PROVIDED RECORDS
##############################

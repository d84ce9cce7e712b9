use axum::{
    body::Body,
    extract::State,
    http::{header, Request, StatusCode},
    middleware::Next,
    response::Response,
};
use crate::http::server::AppState;

pub async fn admin_auth_middleware(
    State(state): State<AppState>,
    request: Request<Body>,
    next: Next,
) -> Result<Response, StatusCode> {
    let config = state.config.load();

    let auth_header = request
        .headers()
        .get(header::AUTHORIZATION)
        .and_then(|h| h.to_str().ok());

    if let Some(token) = auth_header.and_then(|v| v.strip_prefix("Bearer ")) {
        if token == config.admin.api_key {
            return Ok(next.run(request).await);
        }
    }

    Err(StatusCode::UNAUTHORIZED)
}
//! Backend dispatcher for a cloud-service emulator.
//!
//! Builds an ordered index of URL base patterns per emulated backend and
//! routes each incoming request to the first backend whose pattern matches.

pub mod admin;
pub mod config;
pub mod dispatch;
pub mod http;
pub mod index;
pub mod lifecycle;
pub mod load_balancer;
pub mod observability;
pub mod registry;

pub use config::schema::DispatchConfig;
pub use dispatch::{Dispatcher, Resolution};
pub use http::HttpServer;
pub use index::{BackendId, IndexBuilder, IndexError, PatternIndex};
pub use lifecycle::Shutdown;
pub use registry::{BackendRegistry, TableRegistry, UrlDefinitions};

##############################

YOUR ASSIGNMENT
In the records above, collect each line with "lifecycle".

OUTPUT BELOW
pub mod lifecycle;
pub use lifecycle::Shutdown;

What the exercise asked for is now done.